Incidentally, the Logo story provides a good illustration of why teaching kids to write computer programs has to be an integral part of any new computer science curriculum. The reason is that there's no better way of helping someone to understand ideas such as recursion or algorithms than by getting them to write the code that will implement those concepts. That's why the fashionable mantra that emerged recently – that "code is the new Latin" – is so perniciously clueless. It implies that programming is an engaging but fundamentally useless and optional skill. Latin is an intriguing, but dead, language; computer code is the lingo of networked life – and also, it turns out, of genetic replication.
关于这个新课程的热烈争论的另一个误区是,它是以经济因素作为主要理由的:我们需要更多的孩子了解这个东西,因为我们的“创意”产业需要新兵,可以编写代码的;而这又意味着我们的大学需要懂电脑的孩子们的稳定入学。这,是真的,当然,但这不是我们要对我们的教育系统作根本的改变的主要原因。
Another misconception that is currently rife in the debate about a new curriculum is that the primary rationale for it is economic: we need more kids to understand this stuff because our "creative" industries need an inflow of recruits who can write code, which in turn implies our universities need a constant inflow of kids who are turned on by computers. That's true, of course, but it's not the main reason why we need to make radical changes in our educational system.
要改变的最大的理由不是经济上的,而是道德上的。那就是,如果我们现在不采取行动,我们将会来不及改变我们的孩子。他们生活的世界,充满了物理,化学,生物学和历史,所以我们希望他们理解这些东西,这是正确的。但是他们的世界也充满和配置了很多计算机网络,如果他们没有深入了解这个东西,那么他们实际上会成为智力残疾人。他们将会成为封闭的设备和服务的被动消费者,导致生活被越来越多的技术所限制,那些技术是由那些在像谷歌、facebook等大公司工作的精英所创造的。而我们,实际上,是繁殖下一代的仓鼠,在马克扎克伯格这类人建造的,有着闪闪发光的轮子的笼子里。
(智少年补充:马克·艾略特·扎克伯格(Mark Elliot Zuckerberg),20岁时创办美国社交网站Facebook,被人们冠以“第二盖茨”的美誉。哈佛大学计算机和心理学专业辍学生。)

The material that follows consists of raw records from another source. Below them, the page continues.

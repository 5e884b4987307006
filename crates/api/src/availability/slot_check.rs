use chrono::{DateTime, Datelike, Utc};
use slotbook_domain::{EventType, Host, TimeSpan, timezone};
use slotbook_infra::SlotbookContext;

use super::fetch_busy_snapshot;

/// The pre-commit check: whether a single slot can be booked right now.
///
/// Recomputes only what one instant needs: working-hours containment and
/// grid alignment, minimum notice, scheduling window, a fresh busy fetch
/// covering the buffer-padded slot, and the absence of a blocking ledger row
/// overlapping `[start, end)`.
pub(crate) async fn is_slot_bookable(
    event_type: &EventType,
    host: &Host,
    start: DateTime<Utc>,
    ctx: &SlotbookContext,
) -> anyhow::Result<bool> {
    let now = ctx.sys.get_timestamp();
    let end = start + event_type.duration();

    if start < now + event_type.minimum_notice() {
        return Ok(false);
    }
    if start > now + event_type.scheduling_window() {
        return Ok(false);
    }
    if !within_working_hours(event_type, host, start) {
        return Ok(false);
    }

    let padded = TimeSpan::new(
        start - event_type.buffer_before(),
        end + event_type.buffer_after(),
    );
    let snapshot = fetch_busy_snapshot(event_type, host, &padded, ctx).await?;
    if snapshot.busy.conflicts(
        start,
        end,
        event_type.buffer_before(),
        event_type.buffer_after(),
    ) {
        return Ok(false);
    }

    // The snapshot already contains ledger rows, but the ledger condition is
    // checked on the unpadded slot as well so a blocking row always rejects
    let blocking = ctx
        .repos
        .bookings
        .find_blocking_in_timespan(&host.id, start, end)
        .await?;
    Ok(blocking.is_empty())
}

/// The slot lies on the working-hours grid of its local day: inside one
/// rule's interval and aligned to a multiple of the slot interval from the
/// rule's start.
fn within_working_hours(event_type: &EventType, host: &Host, start: DateTime<Utc>) -> bool {
    let local = timezone::to_local_wall(start, &host.timezone);
    let duration = event_type.duration();
    let interval = event_type.slot_interval();
    if interval <= chrono::TimeDelta::zero() {
        return false;
    }

    event_type
        .working_hours_on(local.weekday())
        .into_iter()
        .any(|rule| {
            let rule_start = local.date().and_time(rule.start);
            let rule_end = local.date().and_time(rule.end);
            if local < rule_start || local + duration > rule_end {
                return false;
            }
            let offset = local - rule_start;
            offset.num_milliseconds() % interval.num_milliseconds() == 0
        })
}

#[cfg(test)]
mod test {
    use chrono::Weekday;
    use slotbook_domain::{LocationKind, WorkingHours};

    use super::*;

    fn host() -> Host {
        Host::new(
            "Grace".into(),
            "grace@example.com".into(),
            chrono_tz::America::New_York,
        )
    }

    fn event_type() -> EventType {
        EventType {
            id: Default::default(),
            host_id: Default::default(),
            slug: "intro-call".into(),
            name: "Intro call".into(),
            description: None,
            duration_minutes: 30,
            buffer_before_minutes: 0,
            buffer_after_minutes: 0,
            minimum_notice_minutes: 0,
            scheduling_window_days: 14,
            slot_interval_minutes: 15,
            working_hours: vec![WorkingHours {
                day: Weekday::Mon,
                start: chrono::NaiveTime::from_hms_opt(9, 0, 0).unwrap(),
                end: chrono::NaiveTime::from_hms_opt(17, 0, 0).unwrap(),
            }],
            participating_calendars: Vec::new(),
            destination_calendar: None,
            location_kind: LocationKind::Video,
            include_tentative_busy: false,
            requires_confirmation: false,
            custom_questions: Vec::new(),
            active: true,
        }
    }

    fn utc(s: &str) -> DateTime<Utc> {
        DateTime::parse_from_rfc3339(s).unwrap().to_utc()
    }

    #[test]
    fn accepts_slots_on_the_grid() {
        // Monday 2024-01-15, 09:00 EST == 14:00Z
        assert!(within_working_hours(
            &event_type(),
            &host(),
            utc("2024-01-15T14:00:00Z")
        ));
        assert!(within_working_hours(
            &event_type(),
            &host(),
            utc("2024-01-15T14:45:00Z")
        ));
        // last slot that still ends by 17:00 local
        assert!(within_working_hours(
            &event_type(),
            &host(),
            utc("2024-01-15T21:30:00Z")
        ));
    }

    #[test]
    fn rejects_slots_off_the_grid_or_outside_hours() {
        // before working hours
        assert!(!within_working_hours(
            &event_type(),
            &host(),
            utc("2024-01-15T13:45:00Z")
        ));
        // not aligned to a 15 minute multiple from 09:00
        assert!(!within_working_hours(
            &event_type(),
            &host(),
            utc("2024-01-15T14:10:00Z")
        ));
        // would end after 17:00 local
        assert!(!within_working_hours(
            &event_type(),
            &host(),
            utc("2024-01-15T21:45:00Z")
        ));
        // Tuesday has no working hours
        assert!(!within_working_hours(
            &event_type(),
            &host(),
            utc("2024-01-16T14:00:00Z")
        ));
    }
}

The biggest justification for change is not economic but moral. It is that if we don't act now we will be short-changing our children. They live in a world that is shaped by physics, chemistry, biology and history, and so we – rightly – want them to understand these things. But their world will be also shaped and configured by networked computing and if they don't have a deeper understanding of this stuff then they will effectively be intellectually crippled. They will grow up as passive consumers of closed devices and services, leading lives that are increasingly circumscribed by technologies created by elites working for huge corporations such as Google, Facebook and the like. We will, in effect, be breeding generations of hamsters for the glittering wheels of cages built by Mark Zuckerberg and his kind.
那是我们想要的吗?当然不是。那么,让我们开始吧。
Is that what we want? Of course not. So let's get on with it.